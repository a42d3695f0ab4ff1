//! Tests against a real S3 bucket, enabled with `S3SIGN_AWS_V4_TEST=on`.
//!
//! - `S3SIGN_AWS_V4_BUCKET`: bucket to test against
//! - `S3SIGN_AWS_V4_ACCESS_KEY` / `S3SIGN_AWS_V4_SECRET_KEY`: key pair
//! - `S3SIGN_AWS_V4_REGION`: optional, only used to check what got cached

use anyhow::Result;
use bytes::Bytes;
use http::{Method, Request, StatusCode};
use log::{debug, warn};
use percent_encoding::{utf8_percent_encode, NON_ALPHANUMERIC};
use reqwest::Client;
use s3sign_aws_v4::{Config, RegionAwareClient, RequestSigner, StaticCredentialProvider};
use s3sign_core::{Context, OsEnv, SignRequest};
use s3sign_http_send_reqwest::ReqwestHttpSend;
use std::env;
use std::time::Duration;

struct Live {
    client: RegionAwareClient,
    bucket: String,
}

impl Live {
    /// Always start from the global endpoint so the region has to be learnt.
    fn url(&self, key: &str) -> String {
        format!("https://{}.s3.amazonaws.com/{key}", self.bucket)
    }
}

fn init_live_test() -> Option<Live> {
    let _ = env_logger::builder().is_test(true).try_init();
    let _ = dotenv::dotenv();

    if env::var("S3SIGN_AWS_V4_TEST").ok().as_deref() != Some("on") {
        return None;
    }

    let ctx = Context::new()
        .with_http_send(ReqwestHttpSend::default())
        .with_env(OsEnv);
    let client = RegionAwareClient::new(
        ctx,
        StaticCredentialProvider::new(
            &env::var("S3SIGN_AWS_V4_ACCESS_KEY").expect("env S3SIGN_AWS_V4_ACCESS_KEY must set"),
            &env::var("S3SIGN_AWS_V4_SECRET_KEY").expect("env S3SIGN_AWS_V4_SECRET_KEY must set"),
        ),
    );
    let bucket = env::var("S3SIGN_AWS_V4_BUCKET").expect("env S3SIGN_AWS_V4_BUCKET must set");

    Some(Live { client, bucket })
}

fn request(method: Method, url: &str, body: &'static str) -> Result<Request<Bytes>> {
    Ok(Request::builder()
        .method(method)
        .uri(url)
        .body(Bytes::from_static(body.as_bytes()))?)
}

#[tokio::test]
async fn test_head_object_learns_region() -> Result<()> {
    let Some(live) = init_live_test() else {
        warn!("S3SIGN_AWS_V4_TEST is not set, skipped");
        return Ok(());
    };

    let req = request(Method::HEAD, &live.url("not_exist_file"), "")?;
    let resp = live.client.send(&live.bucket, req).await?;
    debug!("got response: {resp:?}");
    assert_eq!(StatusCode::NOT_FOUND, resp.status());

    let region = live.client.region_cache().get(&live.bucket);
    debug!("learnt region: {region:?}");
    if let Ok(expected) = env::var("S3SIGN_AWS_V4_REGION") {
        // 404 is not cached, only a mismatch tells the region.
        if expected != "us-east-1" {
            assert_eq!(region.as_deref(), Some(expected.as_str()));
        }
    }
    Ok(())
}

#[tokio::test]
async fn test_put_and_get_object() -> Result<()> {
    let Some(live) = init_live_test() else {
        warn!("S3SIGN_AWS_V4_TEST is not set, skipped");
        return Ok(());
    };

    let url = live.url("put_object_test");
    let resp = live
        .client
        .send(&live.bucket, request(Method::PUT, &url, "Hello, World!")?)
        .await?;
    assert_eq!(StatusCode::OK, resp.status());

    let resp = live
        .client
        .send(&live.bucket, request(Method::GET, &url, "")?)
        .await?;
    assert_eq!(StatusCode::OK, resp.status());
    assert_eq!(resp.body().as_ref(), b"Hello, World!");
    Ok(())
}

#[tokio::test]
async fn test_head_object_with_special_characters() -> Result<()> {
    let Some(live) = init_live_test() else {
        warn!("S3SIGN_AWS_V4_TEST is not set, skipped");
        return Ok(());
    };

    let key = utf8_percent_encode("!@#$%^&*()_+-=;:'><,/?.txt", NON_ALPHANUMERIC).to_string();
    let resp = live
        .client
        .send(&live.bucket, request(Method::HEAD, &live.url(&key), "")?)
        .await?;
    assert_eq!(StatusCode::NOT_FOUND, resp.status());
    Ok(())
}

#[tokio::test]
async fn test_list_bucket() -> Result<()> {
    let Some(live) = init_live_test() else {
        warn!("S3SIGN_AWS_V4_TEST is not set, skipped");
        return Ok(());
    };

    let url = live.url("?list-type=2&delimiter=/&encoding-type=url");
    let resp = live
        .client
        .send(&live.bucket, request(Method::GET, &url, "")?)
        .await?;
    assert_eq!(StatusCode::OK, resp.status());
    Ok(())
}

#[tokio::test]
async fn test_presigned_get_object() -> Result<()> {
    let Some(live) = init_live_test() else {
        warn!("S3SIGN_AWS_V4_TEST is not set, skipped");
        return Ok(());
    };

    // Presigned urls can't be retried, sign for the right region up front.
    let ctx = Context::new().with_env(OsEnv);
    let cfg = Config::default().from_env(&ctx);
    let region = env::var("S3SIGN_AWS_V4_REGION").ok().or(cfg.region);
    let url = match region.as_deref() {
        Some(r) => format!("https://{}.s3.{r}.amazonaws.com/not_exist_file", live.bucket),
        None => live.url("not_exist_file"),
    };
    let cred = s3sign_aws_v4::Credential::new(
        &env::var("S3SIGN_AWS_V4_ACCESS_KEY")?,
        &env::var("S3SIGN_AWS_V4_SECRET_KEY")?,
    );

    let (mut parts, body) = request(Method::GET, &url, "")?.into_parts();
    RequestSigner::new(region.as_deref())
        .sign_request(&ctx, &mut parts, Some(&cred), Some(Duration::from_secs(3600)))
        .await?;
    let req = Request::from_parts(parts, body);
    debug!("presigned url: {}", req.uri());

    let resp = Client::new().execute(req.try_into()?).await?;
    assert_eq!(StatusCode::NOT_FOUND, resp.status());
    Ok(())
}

-*-*-

PROBLEM ::
I'd like an exact copy of the lines above, from the very first one through the line that contains "fn url(&self, key: &str)", with nothing else added.

OUTPUT ::
repository a42d3695f0ab4ff1
//! Tests against a real S3 bucket, enabled with `S3SIGN_AWS_V4_TEST=on`.
//!
//! - `S3SIGN_AWS_V4_BUCKET`: bucket to test against
//! - `S3SIGN_AWS_V4_ACCESS_KEY` / `S3SIGN_AWS_V4_SECRET_KEY`: key pair
//! - `S3SIGN_AWS_V4_REGION`: optional, only used to check what got cached

use anyhow::Result;
use bytes::Bytes;
use http::{Method, Request, StatusCode};
use log::{debug, warn};
use percent_encoding::{utf8_percent_encode, NON_ALPHANUMERIC};
use reqwest::Client;
use s3sign_aws_v4::{Config, RegionAwareClient, RequestSigner, StaticCredentialProvider};
use s3sign_core::{Context, OsEnv, SignRequest};
use s3sign_http_send_reqwest::ReqwestHttpSend;
use std::env;
use std::time::Duration;

struct Live {
    client: RegionAwareClient,
    bucket: String,
}

impl Live {
    /// Always start from the global endpoint so the region has to be learnt.
    fn url(&self, key: &str) -> String {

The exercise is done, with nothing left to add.